[Records contained in a dataset]
--- START ---

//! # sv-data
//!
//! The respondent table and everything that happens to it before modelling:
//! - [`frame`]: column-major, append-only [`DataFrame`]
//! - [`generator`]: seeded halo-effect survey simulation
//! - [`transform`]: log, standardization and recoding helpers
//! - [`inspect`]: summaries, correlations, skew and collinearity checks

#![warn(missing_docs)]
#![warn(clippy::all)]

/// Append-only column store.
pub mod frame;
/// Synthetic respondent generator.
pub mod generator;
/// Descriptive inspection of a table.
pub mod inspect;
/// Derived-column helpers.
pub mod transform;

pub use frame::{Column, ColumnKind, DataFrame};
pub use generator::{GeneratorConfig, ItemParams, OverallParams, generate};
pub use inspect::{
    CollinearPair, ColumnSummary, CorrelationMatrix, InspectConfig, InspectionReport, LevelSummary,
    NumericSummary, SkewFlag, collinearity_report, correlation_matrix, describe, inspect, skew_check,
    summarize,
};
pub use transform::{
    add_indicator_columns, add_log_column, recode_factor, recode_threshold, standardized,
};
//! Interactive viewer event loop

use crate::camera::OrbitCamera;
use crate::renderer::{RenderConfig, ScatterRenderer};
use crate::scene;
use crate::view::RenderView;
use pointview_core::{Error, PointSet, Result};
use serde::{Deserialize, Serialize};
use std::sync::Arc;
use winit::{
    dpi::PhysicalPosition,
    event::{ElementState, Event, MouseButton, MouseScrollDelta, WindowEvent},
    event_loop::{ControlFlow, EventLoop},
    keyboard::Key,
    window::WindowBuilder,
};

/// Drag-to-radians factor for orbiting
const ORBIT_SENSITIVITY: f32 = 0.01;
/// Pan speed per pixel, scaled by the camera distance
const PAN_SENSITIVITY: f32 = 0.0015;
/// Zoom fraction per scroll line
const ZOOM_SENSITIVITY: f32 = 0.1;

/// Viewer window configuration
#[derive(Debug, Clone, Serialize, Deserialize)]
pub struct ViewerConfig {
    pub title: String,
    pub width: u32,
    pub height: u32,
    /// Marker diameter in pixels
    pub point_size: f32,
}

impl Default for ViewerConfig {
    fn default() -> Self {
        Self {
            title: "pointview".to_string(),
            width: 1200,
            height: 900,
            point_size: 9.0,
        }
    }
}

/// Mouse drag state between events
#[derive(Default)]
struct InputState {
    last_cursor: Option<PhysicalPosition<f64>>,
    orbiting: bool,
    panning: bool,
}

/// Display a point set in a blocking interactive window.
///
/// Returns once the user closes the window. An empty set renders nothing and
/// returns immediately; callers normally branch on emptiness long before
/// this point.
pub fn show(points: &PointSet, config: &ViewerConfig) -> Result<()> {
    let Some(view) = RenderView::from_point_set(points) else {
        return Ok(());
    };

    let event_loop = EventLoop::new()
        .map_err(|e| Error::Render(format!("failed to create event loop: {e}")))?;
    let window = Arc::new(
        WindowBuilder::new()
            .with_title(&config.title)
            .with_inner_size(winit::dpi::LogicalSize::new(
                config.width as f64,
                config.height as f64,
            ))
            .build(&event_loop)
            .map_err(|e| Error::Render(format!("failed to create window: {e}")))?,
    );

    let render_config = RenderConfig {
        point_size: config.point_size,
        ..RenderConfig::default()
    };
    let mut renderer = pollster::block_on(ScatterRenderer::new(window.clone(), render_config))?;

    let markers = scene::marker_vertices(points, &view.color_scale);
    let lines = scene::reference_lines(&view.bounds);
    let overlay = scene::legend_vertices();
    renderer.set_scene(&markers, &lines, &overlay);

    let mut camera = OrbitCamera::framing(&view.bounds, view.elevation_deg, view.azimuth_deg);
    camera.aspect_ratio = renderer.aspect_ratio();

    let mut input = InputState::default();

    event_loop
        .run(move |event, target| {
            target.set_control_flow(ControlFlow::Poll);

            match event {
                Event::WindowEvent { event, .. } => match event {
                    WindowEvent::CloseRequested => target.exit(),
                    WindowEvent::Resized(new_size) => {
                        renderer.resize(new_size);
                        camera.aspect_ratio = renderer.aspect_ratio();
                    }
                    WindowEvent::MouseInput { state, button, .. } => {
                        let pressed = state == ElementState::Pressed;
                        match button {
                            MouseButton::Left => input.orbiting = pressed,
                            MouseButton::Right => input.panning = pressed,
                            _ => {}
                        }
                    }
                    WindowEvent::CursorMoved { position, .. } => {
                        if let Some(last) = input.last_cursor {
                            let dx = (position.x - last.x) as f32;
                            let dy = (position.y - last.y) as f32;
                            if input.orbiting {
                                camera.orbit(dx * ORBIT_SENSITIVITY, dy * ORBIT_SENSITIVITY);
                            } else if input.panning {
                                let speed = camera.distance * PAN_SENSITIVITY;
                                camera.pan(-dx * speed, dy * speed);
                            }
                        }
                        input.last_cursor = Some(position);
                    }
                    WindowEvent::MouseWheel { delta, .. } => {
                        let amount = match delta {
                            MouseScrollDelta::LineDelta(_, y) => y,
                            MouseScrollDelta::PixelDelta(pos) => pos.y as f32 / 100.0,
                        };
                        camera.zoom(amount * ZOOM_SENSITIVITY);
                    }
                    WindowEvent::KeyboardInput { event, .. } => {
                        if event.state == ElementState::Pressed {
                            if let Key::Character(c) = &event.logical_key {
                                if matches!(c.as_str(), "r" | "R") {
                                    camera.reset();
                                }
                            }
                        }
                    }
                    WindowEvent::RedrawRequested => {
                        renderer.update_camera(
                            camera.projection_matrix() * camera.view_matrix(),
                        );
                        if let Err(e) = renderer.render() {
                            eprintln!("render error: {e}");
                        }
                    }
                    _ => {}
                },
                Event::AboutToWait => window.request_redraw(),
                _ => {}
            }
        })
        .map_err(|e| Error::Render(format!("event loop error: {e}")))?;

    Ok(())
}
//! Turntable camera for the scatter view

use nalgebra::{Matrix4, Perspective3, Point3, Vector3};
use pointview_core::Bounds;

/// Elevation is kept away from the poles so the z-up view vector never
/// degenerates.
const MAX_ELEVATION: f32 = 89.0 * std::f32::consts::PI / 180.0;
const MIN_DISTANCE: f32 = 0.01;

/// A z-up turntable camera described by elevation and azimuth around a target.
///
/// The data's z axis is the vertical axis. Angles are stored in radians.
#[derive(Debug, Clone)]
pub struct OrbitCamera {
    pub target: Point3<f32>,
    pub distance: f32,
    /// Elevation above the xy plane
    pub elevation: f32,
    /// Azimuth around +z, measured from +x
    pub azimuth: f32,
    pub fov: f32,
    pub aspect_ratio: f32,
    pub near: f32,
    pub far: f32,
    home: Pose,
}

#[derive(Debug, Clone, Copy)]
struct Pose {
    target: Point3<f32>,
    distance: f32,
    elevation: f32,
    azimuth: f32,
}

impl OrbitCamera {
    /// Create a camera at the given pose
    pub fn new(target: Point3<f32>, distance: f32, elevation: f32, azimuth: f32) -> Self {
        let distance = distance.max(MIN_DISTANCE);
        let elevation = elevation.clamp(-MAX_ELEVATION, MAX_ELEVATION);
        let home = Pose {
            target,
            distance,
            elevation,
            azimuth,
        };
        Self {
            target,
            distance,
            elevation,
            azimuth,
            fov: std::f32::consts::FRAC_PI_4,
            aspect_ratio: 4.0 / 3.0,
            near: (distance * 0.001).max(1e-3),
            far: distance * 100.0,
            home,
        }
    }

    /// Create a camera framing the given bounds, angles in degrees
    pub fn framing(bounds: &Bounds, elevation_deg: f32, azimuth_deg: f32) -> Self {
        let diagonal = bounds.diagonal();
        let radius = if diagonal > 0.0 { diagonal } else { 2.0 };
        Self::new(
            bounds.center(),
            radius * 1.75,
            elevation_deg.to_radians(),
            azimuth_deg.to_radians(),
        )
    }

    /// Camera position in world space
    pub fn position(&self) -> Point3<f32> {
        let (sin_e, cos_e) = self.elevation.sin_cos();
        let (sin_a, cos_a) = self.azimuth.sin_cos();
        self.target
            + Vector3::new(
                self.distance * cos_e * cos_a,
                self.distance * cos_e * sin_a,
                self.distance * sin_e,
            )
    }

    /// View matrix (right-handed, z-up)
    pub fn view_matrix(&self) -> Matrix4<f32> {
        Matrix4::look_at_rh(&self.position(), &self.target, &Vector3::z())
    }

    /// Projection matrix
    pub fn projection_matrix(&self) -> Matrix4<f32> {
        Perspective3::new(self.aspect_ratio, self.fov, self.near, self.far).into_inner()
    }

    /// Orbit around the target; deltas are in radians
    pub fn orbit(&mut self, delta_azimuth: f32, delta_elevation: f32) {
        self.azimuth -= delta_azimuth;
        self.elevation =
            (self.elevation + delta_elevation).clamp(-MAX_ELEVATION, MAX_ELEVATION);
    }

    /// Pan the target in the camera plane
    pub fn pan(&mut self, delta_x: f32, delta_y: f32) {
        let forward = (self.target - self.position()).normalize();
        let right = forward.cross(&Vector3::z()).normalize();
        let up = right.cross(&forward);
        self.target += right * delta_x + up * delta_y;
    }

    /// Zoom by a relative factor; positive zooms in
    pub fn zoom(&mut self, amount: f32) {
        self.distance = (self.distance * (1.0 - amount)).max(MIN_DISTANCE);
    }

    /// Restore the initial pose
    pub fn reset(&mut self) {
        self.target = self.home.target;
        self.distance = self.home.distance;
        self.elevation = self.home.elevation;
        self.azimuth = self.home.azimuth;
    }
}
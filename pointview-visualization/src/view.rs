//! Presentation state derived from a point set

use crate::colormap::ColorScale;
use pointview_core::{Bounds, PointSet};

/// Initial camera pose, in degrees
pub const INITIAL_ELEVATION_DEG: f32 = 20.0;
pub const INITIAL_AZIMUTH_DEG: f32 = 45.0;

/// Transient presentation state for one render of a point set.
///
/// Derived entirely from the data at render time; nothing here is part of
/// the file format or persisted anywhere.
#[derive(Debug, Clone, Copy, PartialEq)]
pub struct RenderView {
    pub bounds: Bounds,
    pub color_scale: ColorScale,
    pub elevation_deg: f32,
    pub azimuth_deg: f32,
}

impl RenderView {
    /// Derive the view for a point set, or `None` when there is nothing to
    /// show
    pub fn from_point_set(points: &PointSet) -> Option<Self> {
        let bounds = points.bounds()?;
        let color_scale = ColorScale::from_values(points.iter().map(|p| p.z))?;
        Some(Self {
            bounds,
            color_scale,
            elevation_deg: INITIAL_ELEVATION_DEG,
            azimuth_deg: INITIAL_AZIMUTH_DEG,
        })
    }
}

--- END ---
--- START ---

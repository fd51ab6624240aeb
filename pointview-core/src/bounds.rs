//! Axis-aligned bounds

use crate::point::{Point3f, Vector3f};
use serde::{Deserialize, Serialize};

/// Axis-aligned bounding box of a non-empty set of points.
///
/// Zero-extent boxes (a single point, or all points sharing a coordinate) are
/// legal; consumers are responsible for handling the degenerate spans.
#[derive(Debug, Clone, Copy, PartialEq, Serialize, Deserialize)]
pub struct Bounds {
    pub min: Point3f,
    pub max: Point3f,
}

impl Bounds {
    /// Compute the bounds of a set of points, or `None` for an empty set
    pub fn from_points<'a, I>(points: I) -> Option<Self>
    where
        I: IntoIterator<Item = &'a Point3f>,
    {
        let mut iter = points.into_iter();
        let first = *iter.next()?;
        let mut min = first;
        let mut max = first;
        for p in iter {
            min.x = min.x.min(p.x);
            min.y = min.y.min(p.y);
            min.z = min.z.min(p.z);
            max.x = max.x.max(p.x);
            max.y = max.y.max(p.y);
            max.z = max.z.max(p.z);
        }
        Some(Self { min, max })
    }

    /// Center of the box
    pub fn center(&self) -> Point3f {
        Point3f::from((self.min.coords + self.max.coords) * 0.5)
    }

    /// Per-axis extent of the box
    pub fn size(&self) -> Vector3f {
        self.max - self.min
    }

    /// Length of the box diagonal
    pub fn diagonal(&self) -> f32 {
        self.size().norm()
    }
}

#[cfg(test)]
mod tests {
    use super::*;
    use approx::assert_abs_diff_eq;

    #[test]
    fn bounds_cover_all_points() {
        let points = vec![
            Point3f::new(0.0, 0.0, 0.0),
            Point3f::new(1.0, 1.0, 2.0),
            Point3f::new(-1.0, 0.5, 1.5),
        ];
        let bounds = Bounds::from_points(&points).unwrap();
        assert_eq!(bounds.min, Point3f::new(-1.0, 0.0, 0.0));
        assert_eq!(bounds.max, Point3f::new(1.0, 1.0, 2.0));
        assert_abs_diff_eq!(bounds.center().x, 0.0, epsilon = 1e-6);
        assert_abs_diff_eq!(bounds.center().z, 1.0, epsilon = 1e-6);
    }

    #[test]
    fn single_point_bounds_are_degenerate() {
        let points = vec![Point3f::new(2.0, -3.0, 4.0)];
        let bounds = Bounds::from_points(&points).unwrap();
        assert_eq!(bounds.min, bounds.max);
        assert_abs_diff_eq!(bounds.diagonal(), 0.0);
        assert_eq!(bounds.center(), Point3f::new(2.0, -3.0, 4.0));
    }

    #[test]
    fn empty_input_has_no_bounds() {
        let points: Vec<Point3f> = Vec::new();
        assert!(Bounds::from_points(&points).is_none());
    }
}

--- END ---
--- START ---

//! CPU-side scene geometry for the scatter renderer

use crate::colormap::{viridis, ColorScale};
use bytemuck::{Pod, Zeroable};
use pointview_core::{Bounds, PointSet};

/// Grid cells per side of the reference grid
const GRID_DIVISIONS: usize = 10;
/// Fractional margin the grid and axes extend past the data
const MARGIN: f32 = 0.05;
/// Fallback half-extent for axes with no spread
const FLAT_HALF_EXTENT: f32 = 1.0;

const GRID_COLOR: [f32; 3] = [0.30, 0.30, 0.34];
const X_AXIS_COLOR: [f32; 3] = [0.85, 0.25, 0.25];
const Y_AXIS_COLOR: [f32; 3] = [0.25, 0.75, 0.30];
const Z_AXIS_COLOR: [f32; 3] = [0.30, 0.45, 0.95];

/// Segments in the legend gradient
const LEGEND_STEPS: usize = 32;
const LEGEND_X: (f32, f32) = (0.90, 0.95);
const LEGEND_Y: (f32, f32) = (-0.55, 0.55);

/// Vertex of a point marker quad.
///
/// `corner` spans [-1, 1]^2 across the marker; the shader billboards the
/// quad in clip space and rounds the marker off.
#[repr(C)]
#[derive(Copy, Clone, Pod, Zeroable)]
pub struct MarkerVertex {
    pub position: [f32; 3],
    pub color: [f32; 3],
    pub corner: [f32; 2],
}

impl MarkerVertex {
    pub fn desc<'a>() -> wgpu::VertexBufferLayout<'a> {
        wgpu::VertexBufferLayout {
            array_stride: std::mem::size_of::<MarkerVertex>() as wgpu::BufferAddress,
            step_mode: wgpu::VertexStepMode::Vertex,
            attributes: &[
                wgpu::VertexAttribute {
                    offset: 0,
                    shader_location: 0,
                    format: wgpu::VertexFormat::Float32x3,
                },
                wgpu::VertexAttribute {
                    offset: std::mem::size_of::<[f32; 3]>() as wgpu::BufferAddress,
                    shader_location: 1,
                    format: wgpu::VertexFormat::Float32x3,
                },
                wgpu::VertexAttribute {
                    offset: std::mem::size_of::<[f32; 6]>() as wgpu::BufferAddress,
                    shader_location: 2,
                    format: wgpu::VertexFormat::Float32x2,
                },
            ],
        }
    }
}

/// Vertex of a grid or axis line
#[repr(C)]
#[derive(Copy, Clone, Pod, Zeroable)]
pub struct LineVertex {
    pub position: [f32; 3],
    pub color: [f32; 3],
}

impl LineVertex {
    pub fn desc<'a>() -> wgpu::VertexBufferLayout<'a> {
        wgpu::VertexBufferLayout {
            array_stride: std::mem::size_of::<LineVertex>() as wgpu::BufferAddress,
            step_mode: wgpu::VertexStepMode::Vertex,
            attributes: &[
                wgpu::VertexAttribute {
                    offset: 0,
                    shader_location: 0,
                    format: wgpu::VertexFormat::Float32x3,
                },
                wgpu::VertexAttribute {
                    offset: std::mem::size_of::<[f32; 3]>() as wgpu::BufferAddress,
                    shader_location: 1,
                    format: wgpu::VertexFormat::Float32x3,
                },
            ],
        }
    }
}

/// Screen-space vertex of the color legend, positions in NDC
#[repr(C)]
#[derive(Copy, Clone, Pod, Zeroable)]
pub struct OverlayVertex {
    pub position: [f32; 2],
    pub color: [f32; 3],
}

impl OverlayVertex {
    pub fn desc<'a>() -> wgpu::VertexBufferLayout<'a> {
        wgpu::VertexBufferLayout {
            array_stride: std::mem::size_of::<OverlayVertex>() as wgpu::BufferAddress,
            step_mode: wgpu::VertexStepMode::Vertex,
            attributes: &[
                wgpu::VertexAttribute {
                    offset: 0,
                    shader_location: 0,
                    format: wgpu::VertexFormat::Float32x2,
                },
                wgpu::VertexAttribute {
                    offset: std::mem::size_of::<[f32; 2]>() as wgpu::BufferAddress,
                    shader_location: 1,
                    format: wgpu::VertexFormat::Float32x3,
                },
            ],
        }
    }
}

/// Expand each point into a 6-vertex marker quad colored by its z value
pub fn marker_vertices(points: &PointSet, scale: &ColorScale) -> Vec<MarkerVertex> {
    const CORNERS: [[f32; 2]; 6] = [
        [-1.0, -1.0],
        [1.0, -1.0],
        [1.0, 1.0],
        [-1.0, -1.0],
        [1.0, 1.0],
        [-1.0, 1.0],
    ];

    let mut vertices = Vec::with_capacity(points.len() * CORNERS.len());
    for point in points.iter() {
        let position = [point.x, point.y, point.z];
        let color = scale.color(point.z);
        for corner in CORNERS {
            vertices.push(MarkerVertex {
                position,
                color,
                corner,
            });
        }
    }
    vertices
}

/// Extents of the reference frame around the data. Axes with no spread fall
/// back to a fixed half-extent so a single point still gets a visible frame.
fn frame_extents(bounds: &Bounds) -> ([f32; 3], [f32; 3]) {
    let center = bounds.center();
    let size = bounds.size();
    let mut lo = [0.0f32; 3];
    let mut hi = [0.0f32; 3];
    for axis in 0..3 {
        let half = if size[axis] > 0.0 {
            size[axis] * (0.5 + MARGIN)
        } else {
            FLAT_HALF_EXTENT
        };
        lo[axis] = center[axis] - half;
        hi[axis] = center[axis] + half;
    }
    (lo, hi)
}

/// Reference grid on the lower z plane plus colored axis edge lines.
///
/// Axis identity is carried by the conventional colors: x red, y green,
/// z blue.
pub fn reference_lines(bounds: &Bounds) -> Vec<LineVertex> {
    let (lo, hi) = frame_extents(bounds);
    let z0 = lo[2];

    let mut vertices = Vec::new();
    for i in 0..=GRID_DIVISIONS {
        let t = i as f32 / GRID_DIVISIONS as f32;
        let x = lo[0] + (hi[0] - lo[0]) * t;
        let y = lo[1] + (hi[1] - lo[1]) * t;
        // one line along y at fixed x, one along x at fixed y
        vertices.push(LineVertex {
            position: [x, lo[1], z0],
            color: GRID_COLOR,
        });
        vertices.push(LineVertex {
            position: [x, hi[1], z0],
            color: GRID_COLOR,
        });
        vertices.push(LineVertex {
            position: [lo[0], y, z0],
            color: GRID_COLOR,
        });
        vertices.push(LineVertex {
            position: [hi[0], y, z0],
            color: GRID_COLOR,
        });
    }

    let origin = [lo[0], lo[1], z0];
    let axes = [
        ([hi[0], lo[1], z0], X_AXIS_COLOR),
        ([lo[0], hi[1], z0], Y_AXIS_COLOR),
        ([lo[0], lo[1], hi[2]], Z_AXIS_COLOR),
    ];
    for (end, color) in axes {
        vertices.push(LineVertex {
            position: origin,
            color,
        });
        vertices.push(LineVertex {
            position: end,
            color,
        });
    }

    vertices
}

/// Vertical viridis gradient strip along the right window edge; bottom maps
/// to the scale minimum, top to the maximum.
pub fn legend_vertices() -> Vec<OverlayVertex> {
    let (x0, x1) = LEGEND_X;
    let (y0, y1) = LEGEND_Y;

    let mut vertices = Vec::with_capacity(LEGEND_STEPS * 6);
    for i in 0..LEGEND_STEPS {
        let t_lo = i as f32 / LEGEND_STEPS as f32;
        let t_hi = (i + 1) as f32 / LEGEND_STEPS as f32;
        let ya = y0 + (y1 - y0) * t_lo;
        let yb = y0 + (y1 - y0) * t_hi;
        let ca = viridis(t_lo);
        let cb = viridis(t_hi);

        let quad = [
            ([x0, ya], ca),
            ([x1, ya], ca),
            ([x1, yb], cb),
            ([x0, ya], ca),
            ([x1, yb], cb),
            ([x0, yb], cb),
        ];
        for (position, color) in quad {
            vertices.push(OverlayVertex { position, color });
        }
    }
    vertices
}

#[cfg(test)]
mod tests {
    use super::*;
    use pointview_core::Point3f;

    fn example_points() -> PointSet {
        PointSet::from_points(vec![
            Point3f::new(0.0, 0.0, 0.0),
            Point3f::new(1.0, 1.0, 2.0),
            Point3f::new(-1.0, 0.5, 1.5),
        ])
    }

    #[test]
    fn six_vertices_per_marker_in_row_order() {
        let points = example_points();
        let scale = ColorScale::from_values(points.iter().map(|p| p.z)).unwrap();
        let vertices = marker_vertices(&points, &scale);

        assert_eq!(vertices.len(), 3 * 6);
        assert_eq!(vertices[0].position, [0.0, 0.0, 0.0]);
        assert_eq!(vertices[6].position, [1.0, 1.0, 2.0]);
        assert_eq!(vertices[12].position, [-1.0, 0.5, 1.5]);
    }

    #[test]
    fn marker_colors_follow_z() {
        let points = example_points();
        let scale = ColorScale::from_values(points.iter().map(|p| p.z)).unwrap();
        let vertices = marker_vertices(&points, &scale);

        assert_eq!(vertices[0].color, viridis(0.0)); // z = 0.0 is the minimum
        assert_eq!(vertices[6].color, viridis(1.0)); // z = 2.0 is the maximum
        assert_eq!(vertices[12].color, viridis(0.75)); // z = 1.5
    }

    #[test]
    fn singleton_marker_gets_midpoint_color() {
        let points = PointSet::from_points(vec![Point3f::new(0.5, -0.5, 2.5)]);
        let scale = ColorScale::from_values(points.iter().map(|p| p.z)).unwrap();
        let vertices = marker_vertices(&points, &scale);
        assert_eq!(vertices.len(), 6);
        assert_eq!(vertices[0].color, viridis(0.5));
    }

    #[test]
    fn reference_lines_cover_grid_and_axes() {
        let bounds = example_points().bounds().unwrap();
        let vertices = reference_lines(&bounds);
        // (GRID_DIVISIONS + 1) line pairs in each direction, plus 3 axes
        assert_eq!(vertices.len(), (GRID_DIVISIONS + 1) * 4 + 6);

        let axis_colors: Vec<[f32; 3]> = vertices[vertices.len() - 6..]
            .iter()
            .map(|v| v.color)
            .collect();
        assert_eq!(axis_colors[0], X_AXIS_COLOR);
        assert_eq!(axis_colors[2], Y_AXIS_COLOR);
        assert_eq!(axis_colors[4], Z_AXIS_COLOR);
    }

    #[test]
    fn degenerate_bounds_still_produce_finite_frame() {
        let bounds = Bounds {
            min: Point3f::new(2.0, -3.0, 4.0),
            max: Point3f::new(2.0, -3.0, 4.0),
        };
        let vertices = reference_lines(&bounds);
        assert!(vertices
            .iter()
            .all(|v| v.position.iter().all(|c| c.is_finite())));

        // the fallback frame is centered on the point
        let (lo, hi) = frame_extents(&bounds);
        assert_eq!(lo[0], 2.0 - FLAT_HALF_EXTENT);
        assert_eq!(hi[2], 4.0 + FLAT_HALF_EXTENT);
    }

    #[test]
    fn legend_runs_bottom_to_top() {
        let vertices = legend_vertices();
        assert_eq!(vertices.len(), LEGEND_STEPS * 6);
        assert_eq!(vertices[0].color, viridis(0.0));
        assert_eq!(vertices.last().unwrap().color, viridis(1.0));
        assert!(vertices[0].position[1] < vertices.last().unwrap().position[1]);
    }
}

--- END ---

**What to produce**
From the records above, report the count of lines containing "only" and nothing more.

**Exercise response**
2